This week President Dilma’s government announced several new energy policies aimed at fueling economic growth in 2013. While transportation fuel prices will increase in 2013, electricity rates will be significantly reduced and the long awaited oil and gas auctions will be bigger than expected. All in all, these recent announcements indicate that 2013 will be a huge year in Brazil’s energy policy with changes that will likely promote economic growth beyond what many experts forecasted for 2013.
The National Electricity Agency (known as Aneel) approved a far-reaching rate reduction on January 24th that will rapidly decrease the cost of power to residential and industrial consumers by 18% and 32% respectively, according to Reuters.
These rate reductions will be partially offset by the establishment of an Energy Development Account (known in Brazil as the CDE) financed by the National Treasury and administered by Electrobras, whose initial investment of $3.3 billion reais (about $1.6 billion USD) was increased to $8.46 billion reais ($4.2 billion USD). These additional funds were needed to compensate for lost tax revenues from the rate reductions as well as the abstentions of CEMIG, COPEL, and CESP from the new regulations renewing contract concessions for longer periods, but at lower returns. In all, the Energy Development Account will pay out over $14 billion reais in subsidies to customers in order to finance these significant price reductions in 2013 alone.
According to André Pepitone, Director of Aneel, the CDE will now be responsible for financing all of the subsidies granted to the generation-transmission-distribution (GTD) system.
These rate reductions and the establishment of the CDE allows for subsidies to directly benefit consumers, especially national industrial enterprises whose international competitiveness was jeopardized by higher than world average energy costs.

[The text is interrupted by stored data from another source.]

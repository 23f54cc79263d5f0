use std::time::Duration;

use time::OffsetDateTime;
use tokio::sync::watch;
use tokio::time::timeout;
use uuid::Uuid;

use crate::database::custom_types::{Etag, GroupId, JobStatus, QueueType};
use crate::jobs::{JobQueueClient, JobQueueError};
use crate::metadata::{CurrentTrigger, MetadataError, MetadataStore, TriggerStatus};
use crate::orchestrator::{JobType, OrchestratorJobInputData, CURRENT_JOB_VERSION};

/// How long scheduler leadership lasts without renewal. The polling cadence
/// below keeps a healthy leader renewing several times per term.
const TRIGGER_LEASE_TTL: Duration = Duration::from_secs(60);

const SCHEDULE_CHECK_DELAY: Duration = Duration::from_secs(10);

/// Tuning for the sliding extraction window.
#[derive(Clone, Debug)]
pub struct SchedulerOptions {
    pub queue_type: QueueType,

    /// Cadence before the first window completes, and between windows after.
    pub initial_interval: Duration,
    pub incremental_interval: Duration,

    /// Never schedule data newer than `now - window_lag`; late-arriving
    /// writes inside the lag horizon would otherwise be missed forever.
    pub window_lag: Duration,

    /// Cap on how much one orchestration may bite off.
    pub max_window: Duration,

    pub since: Option<OffsetDateTime>,
}

/// Single-writer scheduler. Every instance runs one of these; only the holder
/// of the trigger lease advances the sliding window and creates orchestrator
/// jobs, so agents can be added and removed freely.
pub struct SchedulerService {
    metadata: MetadataStore,
    queue: JobQueueClient,
    options: SchedulerOptions,

    instance_id: Uuid,
}

impl SchedulerService {
    pub fn new(metadata: MetadataStore, queue: JobQueueClient, options: SchedulerOptions) -> Self {
        Self {
            metadata,
            queue,
            options,
            instance_id: Uuid::new_v4(),
        }
    }

    pub async fn run(&mut self, mut shutdown_signal: watch::Receiver<()>) {
        tracing::info!(instance = %self.instance_id, "scheduler starting");

        loop {
            if shutdown_signal.has_changed().unwrap_or(true) {
                tracing::info!(instance = %self.instance_id, "scheduler shutting down");
                return;
            }

            // acquiring doubles as renewal while we hold the lease
            match self
                .metadata
                .try_acquire_trigger_lease(self.instance_id, TRIGGER_LEASE_TTL)
                .await
            {
                Ok(true) => {
                    if let Err(err) = self.tick().await {
                        tracing::warn!("scheduler tick failed: {err}");
                    }
                }
                Ok(false) => {
                    tracing::debug!(instance = %self.instance_id, "another scheduler holds the lease");
                }
                Err(err) => {
                    tracing::warn!("trigger lease check failed: {err}");
                }
            }

            if timeout(SCHEDULE_CHECK_DELAY, shutdown_signal.changed())
                .await
                .is_ok()
            {
                tracing::info!(instance = %self.instance_id, "scheduler shutting down");
                return;
            }
        }
    }

    async fn tick(&mut self) -> Result<(), SchedulerError> {
        match self.metadata.current_trigger().await? {
            None => self.plan_next_trigger(0, None, None).await,
            Some((trigger, etag)) => match trigger.status {
                TriggerStatus::Running => self.close_finished_trigger(trigger, etag).await,
                TriggerStatus::Completed
                | TriggerStatus::Failed
                | TriggerStatus::Cancelled => {
                    // the cursor advances to the closed window's end either
                    // way; a bad window is not retried forever
                    self.plan_next_trigger(
                        trigger.sequence_id + 1,
                        Some(trigger.window_end),
                        Some(etag),
                    )
                    .await
                }
            },
        }
    }

    /// Checks whether the running trigger's orchestrator reached a terminal
    /// status and records the outcome on the trigger.
    async fn close_finished_trigger(
        &mut self,
        mut trigger: CurrentTrigger,
        etag: Etag,
    ) -> Result<(), SchedulerError> {
        let job_id = match trigger.orchestrator_job_id {
            Some(job_id) => job_id,
            None => {
                tracing::error!(
                    sequence = trigger.sequence_id,
                    "running trigger lost its orchestrator job id"
                );
                trigger.status = TriggerStatus::Failed;
                return Ok(self.metadata.update_trigger(&trigger, etag).await?);
            }
        };

        let job = self.queue.job_by_id(self.options.queue_type, job_id).await?;

        let status = match job {
            Some(job) => job.status,
            None => {
                tracing::error!(%job_id, "orchestrator job vanished from the queue");
                trigger.status = TriggerStatus::Failed;
                return Ok(self.metadata.update_trigger(&trigger, etag).await?);
            }
        };

        let closed = match status {
            JobStatus::Completed => TriggerStatus::Completed,
            JobStatus::Failed => TriggerStatus::Failed,
            JobStatus::Cancelled => TriggerStatus::Cancelled,
            JobStatus::Created | JobStatus::Running => return Ok(()),
        };

        trigger.status = closed;
        self.metadata.update_trigger(&trigger, etag).await?;

        tracing::info!(
            sequence = trigger.sequence_id,
            status = ?closed,
            "trigger closed"
        );

        Ok(())
    }

    /// Plans and enqueues the next window when its cadence has elapsed. The
    /// orchestrator job and the trigger record are reconciled through the
    /// queue's definition deduplication: replanning the same window after a
    /// crash lands on the same job.
    async fn plan_next_trigger(
        &mut self,
        sequence_id: i64,
        cursor: Option<OffsetDateTime>,
        prior_etag: Option<Etag>,
    ) -> Result<(), SchedulerError> {
        let now = OffsetDateTime::now_utc();
        let horizon = now - self.options.window_lag;

        let cadence = match cursor {
            None => self.options.initial_interval,
            Some(_) => self.options.incremental_interval,
        };

        if let Some(cursor) = cursor {
            if horizon < cursor + cadence {
                return Ok(());
            }
        }

        let window_end = match cursor {
            Some(cursor) => horizon.min(cursor + self.options.max_window),
            None => horizon,
        };

        if let Some(cursor) = cursor {
            if window_end <= cursor {
                return Ok(());
            }
        }

        let input = OrchestratorJobInputData {
            job_type: JobType::Orchestrator,
            trigger_sequence_id: sequence_id,
            job_version: CURRENT_JOB_VERSION,
            data_start_time: cursor,
            data_end_time: window_end,
            since: self.options.since,
        };
        let definition =
            serde_json::to_string(&input).map_err(SchedulerError::MalformedDefinition)?;

        let jobs = self
            .queue
            .enqueue(
                self.options.queue_type,
                &[definition],
                GroupId::from(sequence_id),
            )
            .await?;

        let job = jobs
            .first()
            .ok_or(SchedulerError::OrchestratorNotCreated)?;

        let trigger = CurrentTrigger {
            sequence_id,
            window_start: cursor,
            window_end,
            status: TriggerStatus::Running,
            orchestrator_job_id: Some(job.id),
        };

        match prior_etag {
            Some(etag) => self.metadata.update_trigger(&trigger, etag).await?,
            None => self.metadata.insert_trigger(&trigger).await?,
        }

        tracing::info!(
            sequence = sequence_id,
            orchestrator = %job.id,
            window_end = %window_end,
            "orchestration window scheduled"
        );

        Ok(())
    }
}

#[derive(Debug, thiserror::Error)]
pub enum SchedulerError {
    #[error("couldn't serialize the orchestrator definition: {0}")]
    MalformedDefinition(serde_json::Error),

    #[error("metadata store operation failed: {0}")]
    Metadata(#[from] MetadataError),

    #[error("enqueue reported success without creating the orchestrator job")]
    OrchestratorNotCreated,

    #[error("job queue operation failed: {0}")]
    Queue(#[from] JobQueueError),
}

While investor groups and generation companies have criticized the Rousseff’s approach to lowering the cost of energy in Brazil, these rate reductions are likely to find plenty of political support among the President’s governing coalition.
In addition to these remarkable power rate reductions, President Dilma also announced that the upcoming oil and gas block auctions will offer 68% more block acreage than originally anticipated, according to Bloomberg. The upcoming auction, the first since 2008, should bring in nearly $5 billion (USD) in auction related revenues.
Bloomberg reports that the National Petroleum Agency (known as ANP) will auction 289 onshore and offshore block licenses near the Northeastern coast (where Petrobras has discovered high quality oil in the Ceará and Sergipe basins) on May 14 and 15. The ANP will also auction blocks associated with the large off-shore, pre-salt reserves on November 28 and 29th as well as onshore shale gas blocks on December 11 and 12th.
Taken together, these policy announcements serve to reinforce the growing role of energy production and consumption in the Brazilian economy; now decisive factors in shaping development and driving growth throughout many sectors of the national economy. Moreover, the industrial electricity rate reduction and the expanded oil and gas auctions are both important steps to rectifying the national accounts and moving the economy toward greater export potential in the coming years. There are more needed reforms, especially in the areas of taxation and auction administration, but President Dilma is positioning for a successful re-election in the short term and sustainable economic growth in the long run.